Dataset entries:
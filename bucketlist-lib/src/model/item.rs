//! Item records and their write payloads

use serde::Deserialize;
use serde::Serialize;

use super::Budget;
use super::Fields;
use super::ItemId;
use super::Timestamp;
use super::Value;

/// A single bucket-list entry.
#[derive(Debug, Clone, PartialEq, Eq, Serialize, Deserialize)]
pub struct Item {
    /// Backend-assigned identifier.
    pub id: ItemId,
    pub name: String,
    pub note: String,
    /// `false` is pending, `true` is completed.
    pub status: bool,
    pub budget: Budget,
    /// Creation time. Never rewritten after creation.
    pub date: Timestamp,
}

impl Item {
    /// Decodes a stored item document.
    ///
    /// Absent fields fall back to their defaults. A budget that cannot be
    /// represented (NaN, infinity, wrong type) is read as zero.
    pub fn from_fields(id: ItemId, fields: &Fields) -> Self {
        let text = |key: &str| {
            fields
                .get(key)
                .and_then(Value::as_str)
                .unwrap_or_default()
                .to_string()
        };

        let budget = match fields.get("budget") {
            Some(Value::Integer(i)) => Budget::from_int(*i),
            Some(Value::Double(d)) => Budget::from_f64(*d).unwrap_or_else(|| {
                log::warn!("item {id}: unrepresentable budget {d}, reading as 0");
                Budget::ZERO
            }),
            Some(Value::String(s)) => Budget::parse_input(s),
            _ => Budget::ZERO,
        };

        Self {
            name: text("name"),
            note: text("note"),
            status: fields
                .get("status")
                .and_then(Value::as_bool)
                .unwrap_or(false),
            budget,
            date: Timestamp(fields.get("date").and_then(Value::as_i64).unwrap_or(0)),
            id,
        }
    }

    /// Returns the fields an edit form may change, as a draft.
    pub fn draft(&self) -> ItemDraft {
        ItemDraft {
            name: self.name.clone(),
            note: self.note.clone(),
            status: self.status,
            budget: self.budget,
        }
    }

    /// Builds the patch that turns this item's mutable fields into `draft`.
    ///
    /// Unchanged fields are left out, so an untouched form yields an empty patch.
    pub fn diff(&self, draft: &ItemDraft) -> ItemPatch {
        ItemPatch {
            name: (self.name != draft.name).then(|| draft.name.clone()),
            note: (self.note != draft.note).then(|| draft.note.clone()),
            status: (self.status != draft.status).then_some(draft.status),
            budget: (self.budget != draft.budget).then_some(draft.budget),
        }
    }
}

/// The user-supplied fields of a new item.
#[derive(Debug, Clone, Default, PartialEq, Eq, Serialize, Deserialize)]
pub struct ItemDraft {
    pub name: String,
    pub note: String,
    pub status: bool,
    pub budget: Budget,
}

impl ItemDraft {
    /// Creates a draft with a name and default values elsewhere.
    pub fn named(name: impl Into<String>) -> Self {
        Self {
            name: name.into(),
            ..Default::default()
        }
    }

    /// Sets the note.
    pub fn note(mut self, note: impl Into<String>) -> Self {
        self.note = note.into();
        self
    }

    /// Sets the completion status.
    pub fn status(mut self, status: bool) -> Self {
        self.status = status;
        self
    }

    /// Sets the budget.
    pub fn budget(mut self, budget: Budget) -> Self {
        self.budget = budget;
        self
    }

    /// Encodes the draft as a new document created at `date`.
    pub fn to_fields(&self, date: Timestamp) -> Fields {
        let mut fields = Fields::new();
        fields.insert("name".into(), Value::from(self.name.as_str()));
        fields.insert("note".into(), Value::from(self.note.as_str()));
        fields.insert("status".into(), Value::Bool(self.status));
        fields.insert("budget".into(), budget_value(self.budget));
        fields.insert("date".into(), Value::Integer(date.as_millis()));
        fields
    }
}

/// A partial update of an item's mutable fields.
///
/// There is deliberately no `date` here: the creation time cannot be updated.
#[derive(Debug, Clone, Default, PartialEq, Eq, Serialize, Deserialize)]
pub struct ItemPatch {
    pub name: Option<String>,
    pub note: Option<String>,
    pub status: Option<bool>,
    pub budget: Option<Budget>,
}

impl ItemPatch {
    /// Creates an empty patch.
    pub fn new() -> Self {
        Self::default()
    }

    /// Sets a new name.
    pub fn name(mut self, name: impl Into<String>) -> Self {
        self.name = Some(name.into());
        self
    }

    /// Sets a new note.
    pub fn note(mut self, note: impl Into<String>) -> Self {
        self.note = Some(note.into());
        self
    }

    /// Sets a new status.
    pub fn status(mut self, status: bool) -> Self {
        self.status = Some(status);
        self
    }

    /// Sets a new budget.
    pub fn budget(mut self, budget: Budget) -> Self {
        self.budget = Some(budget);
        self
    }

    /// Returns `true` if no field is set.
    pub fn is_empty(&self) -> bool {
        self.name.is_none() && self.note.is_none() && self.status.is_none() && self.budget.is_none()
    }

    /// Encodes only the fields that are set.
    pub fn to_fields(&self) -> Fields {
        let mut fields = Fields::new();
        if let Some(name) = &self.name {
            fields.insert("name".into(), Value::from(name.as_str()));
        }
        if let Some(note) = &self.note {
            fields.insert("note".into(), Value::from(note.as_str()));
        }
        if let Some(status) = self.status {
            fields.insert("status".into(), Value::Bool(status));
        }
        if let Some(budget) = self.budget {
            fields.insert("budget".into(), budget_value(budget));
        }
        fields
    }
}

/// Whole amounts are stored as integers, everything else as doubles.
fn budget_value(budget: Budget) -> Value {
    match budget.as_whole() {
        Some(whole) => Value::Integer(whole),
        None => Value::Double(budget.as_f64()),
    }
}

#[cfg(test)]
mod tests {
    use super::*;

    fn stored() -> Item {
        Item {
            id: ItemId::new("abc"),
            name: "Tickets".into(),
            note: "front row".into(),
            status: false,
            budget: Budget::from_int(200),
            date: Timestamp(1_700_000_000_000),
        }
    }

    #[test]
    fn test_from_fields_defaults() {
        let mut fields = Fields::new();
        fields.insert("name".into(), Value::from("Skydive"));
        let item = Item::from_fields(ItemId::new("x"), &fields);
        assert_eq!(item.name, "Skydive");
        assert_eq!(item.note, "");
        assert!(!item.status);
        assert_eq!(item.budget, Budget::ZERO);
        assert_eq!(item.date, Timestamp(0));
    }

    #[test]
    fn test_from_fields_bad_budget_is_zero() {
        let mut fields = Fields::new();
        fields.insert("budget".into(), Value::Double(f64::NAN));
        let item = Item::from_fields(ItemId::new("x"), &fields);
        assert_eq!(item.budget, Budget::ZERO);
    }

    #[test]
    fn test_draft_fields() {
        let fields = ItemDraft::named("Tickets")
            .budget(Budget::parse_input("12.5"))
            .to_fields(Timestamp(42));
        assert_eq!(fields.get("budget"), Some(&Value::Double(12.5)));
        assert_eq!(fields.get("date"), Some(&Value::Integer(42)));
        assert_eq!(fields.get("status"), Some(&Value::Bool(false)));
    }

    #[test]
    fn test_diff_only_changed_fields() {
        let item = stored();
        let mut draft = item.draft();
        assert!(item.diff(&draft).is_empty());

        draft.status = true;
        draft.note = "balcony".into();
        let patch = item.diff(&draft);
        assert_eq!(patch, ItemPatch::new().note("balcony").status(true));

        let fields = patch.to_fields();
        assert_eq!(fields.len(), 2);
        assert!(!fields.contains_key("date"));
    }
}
==
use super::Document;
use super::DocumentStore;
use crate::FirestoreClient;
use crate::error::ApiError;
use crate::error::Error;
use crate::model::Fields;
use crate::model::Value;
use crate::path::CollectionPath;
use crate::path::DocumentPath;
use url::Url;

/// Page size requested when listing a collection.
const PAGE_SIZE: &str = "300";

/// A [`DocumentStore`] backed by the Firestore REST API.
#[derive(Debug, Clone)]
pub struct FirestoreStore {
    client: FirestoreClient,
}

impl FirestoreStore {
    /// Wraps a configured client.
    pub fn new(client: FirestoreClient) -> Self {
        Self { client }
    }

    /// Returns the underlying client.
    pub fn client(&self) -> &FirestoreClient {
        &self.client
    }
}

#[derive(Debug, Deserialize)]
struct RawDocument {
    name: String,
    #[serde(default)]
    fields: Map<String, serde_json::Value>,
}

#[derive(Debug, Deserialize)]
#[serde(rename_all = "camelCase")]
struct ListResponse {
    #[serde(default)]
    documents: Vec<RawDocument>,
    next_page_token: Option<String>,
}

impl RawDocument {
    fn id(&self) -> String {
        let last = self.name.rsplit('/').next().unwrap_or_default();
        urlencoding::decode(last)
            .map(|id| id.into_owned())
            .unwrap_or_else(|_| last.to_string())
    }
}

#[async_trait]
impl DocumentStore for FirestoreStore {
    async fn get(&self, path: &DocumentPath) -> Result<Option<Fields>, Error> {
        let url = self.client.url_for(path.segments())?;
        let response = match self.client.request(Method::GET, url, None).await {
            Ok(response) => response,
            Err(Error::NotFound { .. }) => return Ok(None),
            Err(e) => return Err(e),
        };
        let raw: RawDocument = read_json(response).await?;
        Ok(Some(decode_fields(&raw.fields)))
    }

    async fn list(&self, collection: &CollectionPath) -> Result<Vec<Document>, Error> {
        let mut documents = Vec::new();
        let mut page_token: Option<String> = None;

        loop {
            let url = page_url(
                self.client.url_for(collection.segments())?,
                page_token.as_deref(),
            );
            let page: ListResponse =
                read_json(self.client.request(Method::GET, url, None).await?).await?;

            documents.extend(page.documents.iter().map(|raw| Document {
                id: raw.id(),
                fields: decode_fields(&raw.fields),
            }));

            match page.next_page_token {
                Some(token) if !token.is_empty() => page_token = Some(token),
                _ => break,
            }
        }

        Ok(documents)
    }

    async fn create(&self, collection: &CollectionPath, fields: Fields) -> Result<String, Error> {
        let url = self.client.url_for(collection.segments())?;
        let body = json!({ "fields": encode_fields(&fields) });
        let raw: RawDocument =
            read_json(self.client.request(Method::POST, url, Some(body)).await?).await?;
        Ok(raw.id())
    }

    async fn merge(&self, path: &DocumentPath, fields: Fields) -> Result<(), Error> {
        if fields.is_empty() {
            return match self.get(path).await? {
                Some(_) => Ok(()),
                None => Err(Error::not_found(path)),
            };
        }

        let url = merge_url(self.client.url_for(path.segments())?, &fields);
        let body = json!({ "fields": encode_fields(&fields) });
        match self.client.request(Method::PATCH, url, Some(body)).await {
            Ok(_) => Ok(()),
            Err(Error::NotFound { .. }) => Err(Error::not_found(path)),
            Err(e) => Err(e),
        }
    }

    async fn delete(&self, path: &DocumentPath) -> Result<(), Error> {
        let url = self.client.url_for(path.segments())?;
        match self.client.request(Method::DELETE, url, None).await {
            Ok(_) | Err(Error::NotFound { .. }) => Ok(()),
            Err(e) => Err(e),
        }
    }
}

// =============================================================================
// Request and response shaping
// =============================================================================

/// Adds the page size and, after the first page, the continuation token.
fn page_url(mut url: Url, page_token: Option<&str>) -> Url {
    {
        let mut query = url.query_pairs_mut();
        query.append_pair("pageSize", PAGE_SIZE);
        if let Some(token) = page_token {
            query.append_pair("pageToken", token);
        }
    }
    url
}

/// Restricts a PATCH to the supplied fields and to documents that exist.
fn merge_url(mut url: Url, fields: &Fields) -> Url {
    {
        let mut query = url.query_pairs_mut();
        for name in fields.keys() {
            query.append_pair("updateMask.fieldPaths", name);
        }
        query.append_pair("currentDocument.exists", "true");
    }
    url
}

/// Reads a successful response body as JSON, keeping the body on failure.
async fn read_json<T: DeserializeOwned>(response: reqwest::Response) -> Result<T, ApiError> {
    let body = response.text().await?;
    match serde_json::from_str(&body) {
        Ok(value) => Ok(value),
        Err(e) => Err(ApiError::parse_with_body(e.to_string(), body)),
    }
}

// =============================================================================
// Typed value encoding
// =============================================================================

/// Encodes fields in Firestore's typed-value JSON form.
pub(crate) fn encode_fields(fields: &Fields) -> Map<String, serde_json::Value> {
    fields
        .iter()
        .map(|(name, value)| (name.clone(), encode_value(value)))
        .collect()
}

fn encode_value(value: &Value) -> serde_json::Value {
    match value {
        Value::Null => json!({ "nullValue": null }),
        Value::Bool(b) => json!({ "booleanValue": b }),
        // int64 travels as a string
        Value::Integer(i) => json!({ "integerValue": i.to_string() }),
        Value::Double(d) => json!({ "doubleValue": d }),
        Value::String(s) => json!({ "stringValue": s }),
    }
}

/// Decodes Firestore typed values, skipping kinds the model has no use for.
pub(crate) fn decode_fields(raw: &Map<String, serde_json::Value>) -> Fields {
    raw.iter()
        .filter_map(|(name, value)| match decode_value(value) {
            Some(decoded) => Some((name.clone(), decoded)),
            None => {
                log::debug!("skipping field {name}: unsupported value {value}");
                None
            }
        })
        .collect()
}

Work required: What lines of the preceding data include the string "Decodes"? Pull them out.

Exercise output:
    /// Decodes a stored item document.
/// Decodes Firestore typed values, skipping kinds the model has no use for.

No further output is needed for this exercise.